Survival

The Triangle: Caffeine, Nicotine, and Stimulants in Investment Banking

Awareness and harm reduction around caffeine, nicotine, and stimulants in banking—practical guardrails and sustainable systems.

MN·7 min read··

This is awareness, not medical advice. If you think you have a substance-use or attention issue, talk to a clinician.

Banking is intense. People die doing it. Much of that stems from the coping/"performance" triangle: caffeine, nicotine, and stimulants.

In peak cycles, first-year analysts reported 95–98 hours/week and approximately 5 hours/night of sleep (Goldman Sachs 2021 analyst survey).

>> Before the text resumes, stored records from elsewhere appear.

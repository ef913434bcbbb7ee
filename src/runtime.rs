//! Process-lifetime runtime settings.
//!
//! A [`Runtime`] is assembled once from a validated [`StartupState`]. This is
//! where defaults for flags the operator did not pass are filled in; the
//! validation pipeline itself never applies defaults.
//!
//! ```ignore
//! let state = match sequencer.run(&flags) {
//!     ValidationVerdict::Accepted(mode) => sequencer.admit(mode, flags)?,
//!     ValidationVerdict::Rejected(err) => return Err(err.into()),
//! };
//! let runtime = Arc::new(Runtime::assemble(state)?);
//! runtime.prepare_storage()?;
//! web::serve(runtime).await?;
//! ```

use anyhow::{anyhow, Context, Result};
use chrono::{DateTime, Utc};
use serde::Serialize;
use std::collections::BTreeSet;
use std::path::PathBuf;
use tracing::{debug, info};

use crate::config::ConfigFile;
use crate::startup::bounds::{self, Unit, DAY, MIB};
use crate::startup::flags::{self, FlagSet};
use crate::startup::proto::ProtoMessageType;
use crate::startup::{Mode, StartupState};
use crate::web::external_url::compute_external_url;

pub const DEFAULT_LISTEN_ADDRESS: &str = "0.0.0.0:9090";
pub const DEFAULT_AGENT_PATH: &str = "data-agent/";
pub const DEFAULT_WAL_SEGMENT_SIZE: i64 = 128 * MIB;
pub const DEFAULT_MAX_BLOCK_CHUNK_SEGMENT_SIZE: i64 = 512 * MIB;
pub const DEFAULT_TSDB_RETENTION: i64 = 15 * DAY;

/// Resolved storage settings for the active mode.
#[derive(Debug, Clone, PartialEq, Eq, Serialize)]
#[serde(rename_all = "camelCase")]
pub struct StorageSettings {
    pub path: PathBuf,
    pub wal_segment_size: i64,
    /// Server mode only.
    pub max_block_chunk_segment_size: Option<i64>,
    /// Retention in milliseconds; `None` keeps data until forwarded.
    pub retention: Option<i64>,
}

/// Runtime configuration containing all process-lifetime state.
#[derive(Debug)]
pub struct Runtime {
    pub mode: Mode,
    pub flags: FlagSet,
    pub config_path: PathBuf,
    pub config: ConfigFile,
    pub listen_address: String,
    pub external_url: String,
    pub storage: StorageSettings,
    pub admin_api_enabled: bool,
    pub remote_write_receiver_enabled: bool,
    pub accepted_messages: BTreeSet<ProtoMessageType>,
    pub started_at: DateTime<Utc>,
}

fn quantity(flags: &FlagSet, name: &str, unit: Unit) -> Result<Option<i64>> {
    flags
        .get(name)
        .map(|raw| bounds::parse_quantity(unit, raw).map_err(|e| anyhow!("--{}: {}", name, e)))
        .transpose()
}

fn switch(flags: &FlagSet, name: &str) -> bool {
    flags
        .get(name)
        .is_some_and(|value| !value.eq_ignore_ascii_case("false"))
}

/// A bare `:port` listens on every interface.
pub fn normalize_listen_address(raw: &str) -> String {
    if raw.starts_with(':') {
        format!("0.0.0.0{}", raw)
    } else {
        raw.to_string()
    }
}

impl Runtime {
    /// Apply defaults and derive settings from validated startup state.
    pub fn assemble(state: StartupState) -> Result<Self> {
        let StartupState {
            mode,
            flags,
            config_path,
            config,
            accepted_messages,
        } = state;

        let listen_address = normalize_listen_address(
            flags.get(flags::LISTEN_ADDRESS).unwrap_or(DEFAULT_LISTEN_ADDRESS),
        );
        let external_url = compute_external_url(flags.get(flags::EXTERNAL_URL), &listen_address)
            .context("Failed to determine external URL")?;

        let storage = match mode {
            Mode::Server => StorageSettings {
                path: PathBuf::from(
                    flags
                        .get(flags::TSDB_PATH)
                        .context("--storage.tsdb.path is required in server mode")?,
                ),
                wal_segment_size: quantity(&flags, flags::TSDB_WAL_SEGMENT_SIZE, Unit::Bytes)?
                    .unwrap_or(DEFAULT_WAL_SEGMENT_SIZE),
                max_block_chunk_segment_size: Some(
                    quantity(&flags, flags::TSDB_MAX_BLOCK_CHUNK_SEGMENT_SIZE, Unit::Bytes)?
                        .unwrap_or(DEFAULT_MAX_BLOCK_CHUNK_SEGMENT_SIZE),
                ),
                retention: Some(
                    quantity(&flags, flags::TSDB_RETENTION_TIME, Unit::Duration)?
                        .filter(|ms| *ms > 0)
                        .unwrap_or(DEFAULT_TSDB_RETENTION),
                ),
            },
            Mode::Agent => StorageSettings {
                path: PathBuf::from(flags.get(flags::AGENT_PATH).unwrap_or(DEFAULT_AGENT_PATH)),
                wal_segment_size: quantity(&flags, flags::AGENT_WAL_SEGMENT_SIZE, Unit::Bytes)?
                    .unwrap_or(DEFAULT_WAL_SEGMENT_SIZE),
                max_block_chunk_segment_size: None,
                retention: quantity(&flags, flags::AGENT_RETENTION_MAX_TIME, Unit::Duration)?
                    .filter(|ms| *ms > 0),
            },
        };

        let admin_api_enabled = switch(&flags, flags::ENABLE_ADMIN_API);
        let remote_write_receiver_enabled = switch(&flags, flags::ENABLE_REMOTE_WRITE_RECEIVER);

        debug!(
            "Assembled {} runtime: storage {}, WAL segments {}",
            mode,
            storage.path.display(),
            bounds::format_quantity(Unit::Bytes, storage.wal_segment_size)
        );

        Ok(Self {
            mode,
            flags,
            config_path,
            config,
            listen_address,
            external_url,
            storage,
            admin_api_enabled,
            remote_write_receiver_enabled,
            accepted_messages,
            started_at: Utc::now(),
        })
    }

    /// Create the storage directory for the active mode.
    pub fn prepare_storage(&self) -> Result<()> {
        std::fs::create_dir_all(&self.storage.path).with_context(|| {
            format!(
                "Failed to create storage directory: {:?}",
                self.storage.path
            )
        })?;
        info!("Using {} storage at {}", self.mode, self.storage.path.display());
        Ok(())
    }
}
//! HTTP surface served once startup validation has accepted a mode.

pub mod external_url;

use anyhow::{Context, Result};
use axum::extract::State;
use axum::http::header;
use axum::response::IntoResponse;
use axum::routing::get;
use axum::{Json, Router};
use chrono::Utc;
use serde_json::json;
use std::sync::Arc;
use tokio::net::TcpListener;
use tracing::{info, warn};

use crate::runtime::Runtime;
use crate::telemetry;

const EXPOSITION_CONTENT_TYPE: &str = "text/plain; version=0.0.4; charset=utf-8";

pub fn router(runtime: Arc<Runtime>) -> Router {
    Router::new()
        .route("/metrics", get(metrics))
        .route("/-/healthy", get(healthy))
        .route("/-/ready", get(ready))
        .route("/api/v1/status/flags", get(status_flags))
        .route("/api/v1/status/runtimeinfo", get(runtime_info))
        .with_state(runtime)
}

async fn metrics(State(runtime): State<Arc<Runtime>>) -> impl IntoResponse {
    (
        [(header::CONTENT_TYPE, EXPOSITION_CONTENT_TYPE)],
        telemetry::render(&runtime, Utc::now()),
    )
}

async fn healthy() -> &'static str {
    "Metricsd Server is Healthy.\n"
}

async fn ready() -> &'static str {
    "Metricsd Server is Ready.\n"
}

async fn status_flags(State(runtime): State<Arc<Runtime>>) -> impl IntoResponse {
    Json(json!({ "status": "success", "data": runtime.flags }))
}

async fn runtime_info(State(runtime): State<Arc<Runtime>>) -> impl IntoResponse {
    Json(json!({
        "status": "success",
        "data": {
            "mode": runtime.mode,
            "startTime": runtime.started_at.to_rfc3339(),
            "configFile": runtime.config_path.display().to_string(),
            "externalUrl": runtime.external_url,
            "storage": runtime.storage,
            "adminApiEnabled": runtime.admin_api_enabled,
            "remoteWriteReceiverEnabled": runtime.remote_write_receiver_enabled,
            "acceptedProtobufMessages": runtime
                .accepted_messages
                .iter()
                .map(|message| message.as_str())
                .collect::<Vec<_>>(),
        }
    }))
}

async fn shutdown_signal() {
    let ctrl_c = async {
        if let Err(e) = tokio::signal::ctrl_c().await {
            warn!("Failed to listen for ctrl-c: {}", e);
            std::future::pending::<()>().await;
        }
    };

    #[cfg(unix)]
    let terminate = async {
        use tokio::signal::unix::{signal, SignalKind};
        match signal(SignalKind::terminate()) {
            Ok(mut stream) => {
                stream.recv().await;
            }
            Err(e) => {
                warn!("Failed to listen for SIGTERM: {}", e);
                std::future::pending::<()>().await;
            }
        }
    };

    #[cfg(not(unix))]
    let terminate = std::future::pending::<()>();

    tokio::select! {
        _ = ctrl_c => {},
        _ = terminate => {},
    }
    info!("Received shutdown signal, exiting gracefully...");
}

/// Bind the listen address and serve until SIGINT or SIGTERM.
pub async fn serve(runtime: Arc<Runtime>) -> Result<()> {
    let listener = TcpListener::bind(&runtime.listen_address)
        .await
        .with_context(|| format!("Failed to listen on {}", runtime.listen_address))?;
    info!(
        "Serving {} mode on {} (external URL {})",
        runtime.mode,
        listener.local_addr()?,
        runtime.external_url
    );

    axum::serve(listener, router(runtime))
        .with_graceful_shutdown(shutdown_signal())
        .await
        .context("HTTP server failed")?;
    Ok(())
}
//! Mode-specific flag constraints.
//!
//! Every allowed or forbidden flag combination lives in [`RULES`]. Rules are
//! checked in declaration order and the first violation is the only one
//! reported, so an operator always gets one diagnostic per failed start.

use std::fmt;

use super::flags::{self, FlagSet};
use super::mode::Mode;

/// What a rule demands of a flag.
#[derive(Debug, Clone, Copy, PartialEq, Eq)]
pub enum Policy {
    /// Capability flag that must never be enabled in this mode.
    Forbidden,
    /// Flag owned by the other mode; must not be set.
    RequiredAbsent,
    /// Flag that must be set in this mode.
    RequiredPresent,
}

impl fmt::Display for Policy {
    fn fmt(&self, f: &mut fmt::Formatter<'_>) -> fmt::Result {
        f.write_str(match self {
            Policy::Forbidden => "forbidden",
            Policy::RequiredAbsent => "required-absent",
            Policy::RequiredPresent => "required-present",
        })
    }
}

#[derive(Debug, Clone, Copy, PartialEq, Eq)]
pub struct ConstraintRule {
    pub mode: Mode,
    pub flag: &'static str,
    pub policy: Policy,
}

const fn rule(mode: Mode, flag: &'static str, policy: Policy) -> ConstraintRule {
    ConstraintRule { mode, flag, policy }
}

/// Declarative constraint table.
pub const RULES: &[ConstraintRule] = &[
    rule(Mode::Agent, flags::ENABLE_ADMIN_API, Policy::Forbidden),
    rule(Mode::Agent, flags::ENABLE_REMOTE_WRITE_RECEIVER, Policy::Forbidden),
    rule(Mode::Agent, flags::ACCEPTED_PROTOBUF_MESSAGES, Policy::Forbidden),
    rule(Mode::Agent, flags::TSDB_PATH, Policy::RequiredAbsent),
    rule(Mode::Agent, flags::TSDB_RETENTION_TIME, Policy::RequiredAbsent),
    rule(Mode::Agent, flags::TSDB_WAL_SEGMENT_SIZE, Policy::RequiredAbsent),
    rule(Mode::Agent, flags::TSDB_MAX_BLOCK_CHUNK_SEGMENT_SIZE, Policy::RequiredAbsent),
    rule(Mode::Server, flags::TSDB_PATH, Policy::RequiredPresent),
    rule(Mode::Server, flags::AGENT_PATH, Policy::RequiredAbsent),
    rule(Mode::Server, flags::AGENT_WAL_SEGMENT_SIZE, Policy::RequiredAbsent),
    rule(Mode::Server, flags::AGENT_RETENTION_MAX_TIME, Policy::RequiredAbsent),
];

/// A breached constraint rule.
#[derive(Debug, Clone, PartialEq, Eq)]
pub struct ConstraintViolation {
    pub mode: Mode,
    pub flag: &'static str,
    pub policy: Policy,
    /// Value the operator passed, if the flag was present.
    pub value: Option<String>,
}

impl fmt::Display for ConstraintViolation {
    fn fmt(&self, f: &mut fmt::Formatter<'_>) -> fmt::Result {
        match (self.policy, &self.value) {
            (Policy::Forbidden, Some(value)) => write!(
                f,
                "flag --{}={:?} enables a server-only capability and is forbidden in {} mode",
                self.flag, value, self.mode
            ),
            (Policy::RequiredAbsent, Some(value)) => write!(
                f,
                "flag --{}={:?} cannot be used in {} mode",
                self.flag, value, self.mode
            ),
            _ => write!(f, "flag --{} is required in {} mode", self.flag, self.mode),
        }
    }
}

impl std::error::Error for ConstraintViolation {}

fn check(rule: &ConstraintRule, flags: &FlagSet) -> Result<(), ConstraintViolation> {
    let present = flags.contains(rule.flag);
    let violated = match rule.policy {
        Policy::Forbidden | Policy::RequiredAbsent => present,
        Policy::RequiredPresent => !present,
    };

    if violated {
        return Err(ConstraintViolation {
            mode: rule.mode,
            flag: rule.flag,
            policy: rule.policy,
            value: flags.get(rule.flag).map(str::to_string),
        });
    }
    Ok(())
}

/// Check every rule of `rules` that applies to `mode`.
pub fn enforce_with(
    rules: &[ConstraintRule],
    mode: Mode,
    flags: &FlagSet,
) -> Result<(), ConstraintViolation> {
    rules
        .iter()
        .filter(|rule| rule.mode == mode)
        .try_for_each(|rule| check(rule, flags))
}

After a few 9 a.m. to 3 a.m. stretches, the edges fray. The ritual: alarm at 7:30, swallow an Adderall XR, pop a Zyn, crack a Celsius as the shower heats, ride the adrenaline and cortisol into the office. It's common. For a time, it works—dulls pain, buys focus. But it's a trade: short-term performance for long-term cost.

Your goal in banking: take the money and run. That means surviving and minimizing damage to your body.

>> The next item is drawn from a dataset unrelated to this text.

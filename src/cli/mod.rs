mod args;

pub use args::{Cli, LogFormat, LogLevel};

Drugs are a steep tradeoff paid in mental and physical health. The highest performers I've met abstain from all of these. But you will encounter them. This article is about awareness and harm reduction.

The Triangle

Why these three? Available, culturally normalized, and fast-acting. The loop is predictable:

Sleep debt → caffeine for alertness → jittery edge → nicotine when that wanes → stimulant to "lock in" → worse sleep → repeat.

Substances mask systems problems: chronic workload, poor sleep, under-fueling, unmanaged stress. Fix the system first. Treat chemistry as a last resort.

Caffeine

Caffeine is ubiquitous—legal, cheap, fast. It's embedded in banking culture through "coffee chats" and "coffee runs." The purpose is primarily social; consuming caffeine is not required.

Dose creep is real. The FDA notes up to 400 mg/day is generally safe for healthy adults (sensitivity varies).

Half-Life Problem

Caffeine's half-life is long. Consume 100 mg at 12:00 p.m.; by midnight, 25 mg remains—equivalent to a cup of green tea. Your dosage window tilts backward easily, harming sleep. Less deep sleep means more fatigue, more caffeine, and so on.

Drink caffeine earlier. If you drink it later, choose less concentrated options like tea or Diet Coke.